The language of the American military establishment provides many parallels to the ongoing civilian debate. For example, the U.S. arsenal includes short-range tactical nuclear weapons, which are not as small as the name suggests. Some of these battlefield weapons are a good bit more powerful than the atomic bombs that the U.S. dropped on Japan to end World War II.  The U.S. has a stockpile of perhaps two hundred of these weapons, also called mininukes, in western Europe. Using them would cause a great deal of collateral damage, which is another way of saying that many civilians would be killed and wounded, and many nonmilitary structures destroyed. Western Europe would not look the same afterward. As an American army major in Vietnam dryly remarked about another instance of collateral damage: “It became necessary to destroy the town to save it” (Associated Press, Feb 8, 1968).

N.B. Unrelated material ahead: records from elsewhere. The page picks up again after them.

#![forbid(unsafe_code)]

//! Staged byte-range edits over XML text.
//!
//! Edits are recorded against positions of a parsed `roxmltree` document
//! and applied together, producing a new string.  The input text is never
//! modified, so a failure anywhere before [`Editor::apply`] leaves the
//! caller's message untouched.

use std::ops::Range;
use vaxholm_core::Error;

use crate::document::qualified_name;

#[derive(Debug, Clone)]
struct Edit {
    range: Range<usize>,
    text: String,
    seq: usize,
}

/// A set of pending replacements and insertions.
#[derive(Debug, Default)]
pub struct Editor {
    edits: Vec<Edit>,
}

impl Editor {
    pub fn new() -> Self {
        Self::default()
    }

    /// Insert `text` at byte offset `pos`.  Several insertions at the same
    /// offset are emitted in the order they were recorded.
    pub fn insert(&mut self, pos: usize, text: impl Into<String>) {
        self.replace(pos..pos, text);
    }

    /// Replace the bytes in `range` with `text`.
    pub fn replace(&mut self, range: Range<usize>, text: impl Into<String>) {
        let seq = self.edits.len();
        self.edits.push(Edit {
            range,
            text: text.into(),
            seq,
        });
    }

    /// Remove the bytes in `range`.
    pub fn remove(&mut self, range: Range<usize>) {
        self.replace(range, String::new());
    }

    pub fn is_empty(&self) -> bool {
        self.edits.is_empty()
    }

    /// Apply all edits to `input` and return the resulting text.
    pub fn apply(&self, input: &str) -> Result<String, Error> {
        let mut edits = self.edits.clone();
        edits.sort_by(|a, b| {
            a.range
                .start
                .cmp(&b.range.start)
                .then(a.range.end.cmp(&b.range.end))
                .then(a.seq.cmp(&b.seq))
        });

        let mut out = String::with_capacity(input.len() + self.added_len());
        let mut cursor = 0usize;
        for edit in &edits {
            if edit.range.start < cursor || edit.range.end > input.len() {
                return Err(Error::XmlStructure(format!(
                    "overlapping or out-of-bounds edit at {}..{}",
                    edit.range.start, edit.range.end
                )));
            }
            out.push_str(&input[cursor..edit.range.start]);
            out.push_str(&edit.text);
            cursor = edit.range.end;
        }
        out.push_str(&input[cursor..]);
        Ok(out)
    }

    fn added_len(&self) -> usize {
        self.edits.iter().map(|e| e.text.len()).sum()
    }
}

/// Locate the `>` that closes an element's start tag.
///
/// Returns `(offset_of_gt, self_closing)`.
fn start_tag_close(node: roxmltree::Node<'_, '_>) -> Result<(usize, bool), Error> {
    let input = node.document().input_text();
    let range = node.range();
    let bytes = input.as_bytes();
    let mut quote: Option<u8> = None;
    for (i, &b) in bytes.iter().enumerate().take(range.end).skip(range.start) {
        match quote {
            Some(q) if b == q => quote = None,
            Some(_) => {}
            None if b == b'"' || b == b'\'' => quote = Some(b),
            None if b == b'>' => {
                let self_closing = i > range.start && bytes[i - 1] == b'/';
                return Ok((i, self_closing));
            }
            None => {}
        }
    }
    Err(Error::XmlStructure(format!(
        "unterminated start tag for <{}>",
        qualified_name(node)
    )))
}

/// Byte offset just past the element's start tag.
pub fn start_tag_end(node: roxmltree::Node<'_, '_>) -> Result<usize, Error> {
    Ok(start_tag_close(node)?.0 + 1)
}

/// Byte range of the element's content (between start and end tags).
///
/// For a self-closing element the range is empty and positioned at the
/// end of the tag; use [`insert_first_child`] or [`insert_last_child`] to
/// add children to such an element.
pub fn content_range(node: roxmltree::Node<'_, '_>) -> Result<Range<usize>, Error> {
    let (gt, self_closing) = start_tag_close(node)?;
    if self_closing {
        return Ok(gt + 1..gt + 1);
    }
    let input = node.document().input_text();
    let range = node.range();
    let end_tag = input[gt + 1..range.end]
        .rfind("</")
        .map(|i| gt + 1 + i)
        .ok_or_else(|| {
            Error::XmlStructure(format!("missing end tag for <{}>", qualified_name(node)))
        })?;
    Ok(gt + 1..end_tag)
}

/// Stage an insertion of `text` as the first child of `node`.
pub fn insert_first_child(
    editor: &mut Editor,
    node: roxmltree::Node<'_, '_>,
    text: &str,
) -> Result<(), Error> {
    let (gt, self_closing) = start_tag_close(node)?;
    if self_closing {
        expand_empty(editor, node, gt, text);
    } else {
        editor.insert(gt + 1, text);
    }
    Ok(())
}

/// Stage an insertion of `text` as the last child of `node`.
pub fn insert_last_child(
    editor: &mut Editor,
    node: roxmltree::Node<'_, '_>,
    text: &str,
) -> Result<(), Error> {
    let (gt, self_closing) = start_tag_close(node)?;
    if self_closing {
        expand_empty(editor, node, gt, text);
    } else {
        let content = content_range(node)?;
        editor.insert(content.end, text);
    }
    Ok(())
}

fn expand_empty(editor: &mut Editor, node: roxmltree::Node<'_, '_>, gt: usize, text: &str) {
    let qname = qualified_name(node);
    editor.replace(gt - 1..gt + 1, format!(">{text}</{qname}>"));
}

/// Stage an insertion of `text` immediately before `node`.
pub fn insert_before(editor: &mut Editor, node: roxmltree::Node<'_, '_>, text: &str) {
    editor.insert(node.range().start, text);
}

/// Stage the addition of an attribute (`name="value"`, value already escaped)
/// to the element's start tag.
pub fn add_attribute(
    editor: &mut Editor,
    node: roxmltree::Node<'_, '_>,
    attribute: &str,
) -> Result<(), Error> {
    let (gt, self_closing) = start_tag_close(node)?;
    let pos = if self_closing { gt - 1 } else { gt };
    editor.insert(pos, format!(" {attribute}"));
    Ok(())
}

Similar military euphemisms include surgical strike (from the 1960s) and the older precision bombing.  (In 1945 only 60% of the bombs dropped by the American Eighth Air Force hit within 1,000 feet of their targets, with most of bombs coming from the belly of a  B-17 — the Flying Fortress, which, its name to the contrary, was designed strictly as a long-range offensive weapon.)   Other military examples include incursion, which is another word for the more aggressive invasion; preemptive strike, which bears an uncanny resemblance to a surprise (or sneak) attack; strategic (or retrograde) movement, which puts the best possible face on a retreat; and friendly fire, which may not seem so friendly when you are hit, even though the fire has come from one of your comrades. (The American military command in Vietnam classified any death from friendly fire as a misadventure, which is a delicate way of not saying mistake).

Then there is the inoffensive defense, as in the Department of Defense, which started out in 1789 as the more accurately named War Department. It follows that since the Department of Defense was created in 1947 the United States has not fought any wars: The conflicts in Korea, Vietnam, the Persian Gulf, Iraq, Afghanistan, and other places (e.g., the forays into Grenada in 1983 and Panama in 1989) are not officially classified as wars because Congress did not declare them to be so.

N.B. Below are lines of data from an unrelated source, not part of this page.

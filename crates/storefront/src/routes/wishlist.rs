//! Wishlist route handlers.
//!
//! Mutations return the stored id set so a client that toggled
//! optimistically can reconcile.

use axum::{Json, extract::State};
use serde::{Deserialize, Serialize};
use tracing::instrument;

use velora_core::{ProductId, ShopperId};

use super::products::ProductView;
use crate::db::{CatalogRepository, WishlistRepository};
use crate::error::Result;
use crate::middleware::Shopper;
use crate::services::ShopperEvent;
use crate::state::AppState;

/// Body of the wishlist mutations.
#[derive(Debug, Deserialize)]
pub struct WishlistRequest {
    pub product_id: ProductId,
}

/// `GET /api/wishlist` response.
#[derive(Debug, Serialize)]
pub struct WishlistView {
    pub product_ids: Vec<ProductId>,
    pub products: Vec<ProductView>,
}

/// Response to a wishlist mutation.
#[derive(Debug, Serialize)]
pub struct WishlistState {
    pub product_ids: Vec<ProductId>,
    /// Whether the requested product is in the wishlist now.
    pub in_wishlist: bool,
}

async fn state_after(
    state: &AppState,
    shopper: ShopperId,
    product_id: ProductId,
) -> Result<Json<WishlistState>> {
    let product_ids = WishlistRepository::new(state.pool())
        .product_ids(shopper)
        .await?;
    Ok(Json(WishlistState {
        in_wishlist: product_ids.contains(&product_id),
        product_ids,
    }))
}

async fn announce_added(state: &AppState, shopper: ShopperId, product_id: ProductId) -> Result<()> {
    let product = CatalogRepository::new(state.pool())
        .product(product_id)
        .await?;
    state.events().publish(
        shopper,
        ShopperEvent::ProductAddedToWishlist {
            product_id,
            name: product.name,
            image_url: product.image_url,
        },
    );
    Ok(())
}

/// `GET /api/wishlist`
#[instrument(skip(state))]
pub async fn index(
    Shopper(shopper): Shopper,
    State(state): State<AppState>,
) -> Result<Json<WishlistView>> {
    let settings = state.settings().get(state.pool()).await?;
    let products = WishlistRepository::new(state.pool())
        .products(shopper)
        .await?;
    Ok(Json(WishlistView {
        product_ids: products.iter().map(|p| p.id).collect(),
        products: ProductView::all(products, &settings.currency_symbol()),
    }))
}

/// `POST /api/wishlist/add`
#[instrument(skip(state))]
pub async fn add(
    Shopper(shopper): Shopper,
    State(state): State<AppState>,
    Json(request): Json<WishlistRequest>,
) -> Result<Json<WishlistState>> {
    let added = WishlistRepository::new(state.pool())
        .add(shopper, request.product_id)
        .await?;
    if added {
        announce_added(&state, shopper, request.product_id).await?;
    }
    state_after(&state, shopper, request.product_id).await
}

/// `POST /api/wishlist/remove`
#[instrument(skip(state))]
pub async fn remove(
    Shopper(shopper): Shopper,
    State(state): State<AppState>,
    Json(request): Json<WishlistRequest>,
) -> Result<Json<WishlistState>> {
    WishlistRepository::new(state.pool())
        .remove(shopper, request.product_id)
        .await?;
    state_after(&state, shopper, request.product_id).await
}

/// `POST /api/wishlist/toggle`
#[instrument(skip(state))]
pub async fn toggle(
    Shopper(shopper): Shopper,
    State(state): State<AppState>,
    Json(request): Json<WishlistRequest>,
) -> Result<Json<WishlistState>> {
    let now_in_wishlist = WishlistRepository::new(state.pool())
        .toggle(shopper, request.product_id)
        .await?;
    if now_in_wishlist {
        announce_added(&state, shopper, request.product_id).await?;
    }
    state_after(&state, shopper, request.product_id).await
}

But the United States has plenty of company in this respect. The Israeli military services constitute that country’s Defense Forces, Russia boasts a Ministry of Defense, and when the former Japanese Imperial Navy puts to sea, it does so as the nation’s Maritime Self-Defense Force.

And so it goes. The motto of the American Strategic Air Command, charged with obliterating the enemy, is “Peace Is Our Profession”; the long-range MX missile, with multiple warheads, was hopefully dubbed The Peacekeeper, and the six-engine B-36 bomber, introduced in 1948, toward the start of the Cold War, was called The Peacemaker, harking back to where we started: The Colt .45 six-shooter, first produced in 1873, and for many years the weapon of choice by gunfighters and lawmen alike, and also nicknamed  The Peacemaker.